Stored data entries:
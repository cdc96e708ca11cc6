//! Party session protocol for Partyline.
//!
//! A party is a matchmaking group of players that coordinate before they
//! enter a game room together. This crate drives one party session over one
//! connection:
//!
//! 1. **Opening**: building the session URI from a [`SessionPath`] and
//!    [`PartyOptions`], then connecting ([`PartySession::open`])
//! 2. **Pushes**: decoding what the server sends (`party` roster snapshots
//!    and typed `message` pushes) and handing them to a [`PartyListener`]
//! 3. **Operations**: joining, leaving, custom messages, closing the party,
//!    and starting the game
//!
//! # How it fits in the stack
//!
//! ```text
//! Your game client (above)  ← implements PartyListener
//!     ↕
//! Party Layer (this crate)  ← session state machine, push decoding
//!     ↕
//! Transport Layer (below)   ← RpcConnection: engine + socket
//! ```

mod error;
mod listener;
mod message;
mod model;
mod options;
mod session;

pub use error::{PartyError, PushError};
pub use listener::PartyListener;
pub use message::{MessageKind, PushMessage, RosterSnapshot};
pub use model::{GameLocation, GameStarted, Party, PartyMember};
pub use options::{ACCESS_TOKEN_KEY, PartyOptions, SessionPath};
pub use session::{PartySession, SessionState};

EXERCISE DESCRIPTION: Start at the first line of the entries above. Set down each line exactly through the one with "2. **Pushes**: decoding", and stop there.

SOLUTION FOR THIS EXERCISE:
repository cdc96e708ca11cc6
//! Party session protocol for Partyline.
//!
//! A party is a matchmaking group of players that coordinate before they
//! enter a game room together. This crate drives one party session over one
//! connection:
//!
//! 1. **Opening**: building the session URI from a [`SessionPath`] and
//!    [`PartyOptions`], then connecting ([`PartySession::open`])
//! 2. **Pushes**: decoding what the server sends (`party` roster snapshots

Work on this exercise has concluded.